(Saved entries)

= = = = = = =

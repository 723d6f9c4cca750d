//! Ticket Lifecycle Manager.
//!
//! Opens tickets and drives their status transitions. Writes go through
//! [`TicketStore::apply`], which runs the pure ticket reducer under the
//! ticket's lock. The write runs under the ticket's chat room lock and the
//! new messages reach the room before any later chat message does; once the
//! write has committed the manager dispatches the resulting notifications.

use crate::chat::ChatCoordinator;
use crate::metrics::TicketMetrics;
use crate::notify::NotificationDispatcher;
use crate::protocol::ProtocolGenerator;
use helpdesk_core::environment::Clock;
use helpdesk_core::lifecycle::TicketCommand;
use helpdesk_core::store::{Applied, TicketStore};
use helpdesk_core::{
    Actor, Authorizer, EventKind, HelpdeskError, Message, MessageKind, Permission, Protocol,
    Result, Ticket, TicketStatus, TicketSubmission,
};
use serde::Serialize;
use std::sync::Arc;

/// How many protocols `open_ticket` tries before giving up.
pub const MAX_PROTOCOL_ATTEMPTS: usize = 5;

/// Result of a combined status + comment update.
#[derive(Debug, Clone, PartialEq, Eq, Serialize)]
pub struct TicketUpdateOutcome {
    /// The ticket as committed.
    pub ticket: Ticket,
    /// Messages written by the update, in order.
    pub messages: Vec<Message>,
}

/// Owns ticket creation and every status transition.
pub struct LifecycleManager {
    store: Arc<dyn TicketStore>,
    authorizer: Arc<dyn Authorizer>,
    notifications: NotificationDispatcher,
    chat: Arc<ChatCoordinator>,
    protocols: ProtocolGenerator,
    clock: Arc<dyn Clock>,
}

impl LifecycleManager {
    /// Wire the manager to its collaborators.
    #[must_use]
    pub fn new(
        store: Arc<dyn TicketStore>,
        authorizer: Arc<dyn Authorizer>,
        notifications: NotificationDispatcher,
        chat: Arc<ChatCoordinator>,
        protocols: ProtocolGenerator,
        clock: Arc<dyn Clock>,
    ) -> Self {
        Self {
            store,
            authorizer,
            notifications,
            chat,
            protocols,
            clock,
        }
    }

    /// Continue protocol numbering after the newest stored ticket.
    ///
    /// Call once at startup, before serving, so a restart right after a burst
    /// of tickets does not reissue their protocols.
    ///
    /// # Errors
    ///
    /// Returns [`HelpdeskError::Database`] if the tickets cannot be listed.
    pub async fn resume_protocols(&self) -> Result<()> {
        let tickets = self.store.list_tickets().await?;
        if let Some(newest) = tickets.iter().map(|t| &t.protocol).max() {
            self.protocols.resume_after(newest);
            tracing::info!(protocol = %newest, "Resuming protocols after newest ticket");
        }
        Ok(())
    }

    /// Open a ticket from the public form.
    ///
    /// The ticket starts `AwaitingResponse`. An opening notification is
    /// dispatched after the insert; its outcome never affects the result.
    ///
    /// # Errors
    ///
    /// - [`HelpdeskError::Validation`] if a field is missing
    /// - [`HelpdeskError::Conflict`] if no free protocol was found in [`MAX_PROTOCOL_ATTEMPTS`] tries
    /// - [`HelpdeskError::Database`] on storage failure
    #[tracing::instrument(skip_all, fields(sector = %submission.sector))]
    pub async fn open_ticket(&self, submission: TicketSubmission) -> Result<Ticket> {
        submission.validate()?;

        let mut attempt = 1;
        let ticket = loop {
            let protocol = self.protocols.next();
            let new_ticket = submission
                .clone()
                .into_new_ticket(protocol.clone(), self.clock.now());

            match self.store.insert_ticket(new_ticket).await {
                Ok(ticket) => break ticket,
                Err(HelpdeskError::Conflict(reason)) if attempt < MAX_PROTOCOL_ATTEMPTS => {
                    tracing::warn!(%protocol, attempt, %reason, "Protocol taken, generating another");
                    attempt += 1;
                },
                Err(error) => return Err(error),
            }
        };

        TicketMetrics::record_opened();
        tracing::info!(protocol = %ticket.protocol, "Ticket opened");
        self.notifications.dispatch(ticket.clone(), EventKind::Open);

        Ok(ticket)
    }

    /// Move a ticket to `status`.
    ///
    /// Moving to the current status changes nothing and notifies no one.
    ///
    /// # Errors
    ///
    /// - [`HelpdeskError::Unauthorized`] if the actor may not mutate tickets
    /// - [`HelpdeskError::NotFound`] if the ticket does not exist
    /// - [`HelpdeskError::Database`] on storage failure (nothing is committed)
    #[tracing::instrument(skip_all, fields(protocol = %protocol, status = status.as_str(), actor = %actor.name))]
    pub async fn change_status(
        &self,
        protocol: &Protocol,
        status: TicketStatus,
        actor: Actor,
    ) -> Result<Ticket> {
        self.authorize(&actor)?;
        let applied = self
            .apply(protocol, TicketCommand::ChangeStatus { status, actor })
            .await?;
        Ok(applied.ticket)
    }

    /// Leave an internal note on a ticket. Never notifies.
    ///
    /// # Errors
    ///
    /// - [`HelpdeskError::Unauthorized`] if the actor may not mutate tickets
    /// - [`HelpdeskError::Validation`] if the text is blank
    /// - [`HelpdeskError::NotFound`] if the ticket does not exist
    /// - [`HelpdeskError::Database`] on storage failure
    #[tracing::instrument(skip_all, fields(protocol = %protocol, actor = %actor.name))]
    pub async fn add_comment(&self, protocol: &Protocol, actor: Actor, text: &str) -> Result<Message> {
        self.authorize(&actor)?;
        if text.trim().is_empty() {
            return Err(HelpdeskError::Validation("comment text is required".to_string()));
        }

        let applied = self
            .apply(
                protocol,
                TicketCommand::AddComment {
                    actor,
                    text: text.to_string(),
                },
            )
            .await?;

        applied
            .messages
            .into_iter()
            .next()
            .ok_or_else(|| HelpdeskError::Internal("comment was not recorded".to_string()))
    }

    /// Apply a status change and a comment together, status first.
    ///
    /// Both land in one transaction or neither does.
    ///
    /// # Errors
    ///
    /// - [`HelpdeskError::Unauthorized`] if the actor may not mutate tickets
    /// - [`HelpdeskError::Validation`] if neither a status nor a comment is given
    /// - [`HelpdeskError::NotFound`] if the ticket does not exist
    /// - [`HelpdeskError::Database`] on storage failure (nothing is committed)
    #[tracing::instrument(skip_all, fields(protocol = %protocol, actor = %actor.name))]
    pub async fn update(
        &self,
        protocol: &Protocol,
        status: Option<TicketStatus>,
        comment: Option<String>,
        actor: Actor,
    ) -> Result<TicketUpdateOutcome> {
        self.authorize(&actor)?;

        let comment = comment.filter(|c| !c.trim().is_empty());
        if status.is_none() && comment.is_none() {
            return Err(HelpdeskError::Validation(
                "a status or a comment is required".to_string(),
            ));
        }

        let applied = self
            .apply(
                protocol,
                TicketCommand::Update {
                    status,
                    comment,
                    actor,
                },
            )
            .await?;

        Ok(TicketUpdateOutcome {
            ticket: applied.ticket,
            messages: applied.messages,
        })
    }

    /// Look a ticket up by protocol.
    ///
    /// # Errors
    ///
    /// - [`HelpdeskError::NotFound`] if the ticket does not exist
    /// - [`HelpdeskError::Database`] on storage failure
    pub async fn ticket(&self, protocol: &Protocol) -> Result<Ticket> {
        self.store
            .find_ticket(protocol)
            .await?
            .ok_or_else(|| HelpdeskError::ticket_not_found(protocol.as_str()))
    }

    /// Every ticket, newest first.
    ///
    /// # Errors
    ///
    /// Returns [`HelpdeskError::Database`] on storage failure.
    pub async fn dashboard(&self) -> Result<Vec<Ticket>> {
        self.store.list_tickets().await
    }

    /// A ticket's full log in display order.
    ///
    /// # Errors
    ///
    /// - [`HelpdeskError::NotFound`] if the ticket does not exist
    /// - [`HelpdeskError::Database`] on storage failure
    pub async fn history(&self, protocol: &Protocol) -> Result<Vec<Message>> {
        self.ticket(protocol).await?;
        self.store.messages(protocol).await
    }

    fn authorize(&self, actor: &Actor) -> Result<()> {
        if self.authorizer.authorize(actor, Permission::MutateTicket) {
            Ok(())
        } else {
            tracing::warn!(actor = %actor.name, "Ticket mutation denied");
            Err(HelpdeskError::Unauthorized(format!(
                "{} may not modify tickets",
                actor.name
            )))
        }
    }

    async fn apply(&self, protocol: &Protocol, command: TicketCommand) -> Result<Applied> {
        let now = self.clock.now();
        let applied = self
            .chat
            .commit_and_publish(protocol, || self.store.apply(protocol, command, now))
            .await?;

        for kind in &applied.notifications {
            self.notifications.dispatch(applied.ticket.clone(), *kind);
        }

        for message in &applied.messages {
            match message.kind {
                MessageKind::StatusChange => {
                    TicketMetrics::record_status_change(applied.ticket.status.as_str());
                    tracing::info!(status = applied.ticket.status.as_str(), "Ticket status changed");
                },
                MessageKind::Comment => TicketMetrics::record_comment(),
                MessageKind::Chat | MessageKind::Event => {},
            }
        }

        if !applied.changed() {
            tracing::debug!("Ticket unchanged");
        }

        Ok(applied)
    }
}

impl std::fmt::Debug for LifecycleManager {
    fn fmt(&self, f: &mut std::fmt::Formatter<'_>) -> std::fmt::Result {
        f.debug_struct("LifecycleManager")
            .field("protocols", &self.protocols)
            .finish_non_exhaustive()
    }
}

= = = = = = =

* [YOUR GOAL]:
The answer should contain only the lines from the first line of the entries through the line holding "use crate::protocol::ProtocolGenerator;", each exactly as written.

* [TASK RESPONSE]:
repository 723d6f9c4cca750d
//! Ticket Lifecycle Manager.
//!
//! Opens tickets and drives their status transitions. Writes go through
//! [`TicketStore::apply`], which runs the pure ticket reducer under the
//! ticket's lock. The write runs under the ticket's chat room lock and the
//! new messages reach the room before any later chat message does; once the
//! write has committed the manager dispatches the resulting notifications.

use crate::chat::ChatCoordinator;
use crate::metrics::TicketMetrics;
use crate::notify::NotificationDispatcher;
use crate::protocol::ProtocolGenerator;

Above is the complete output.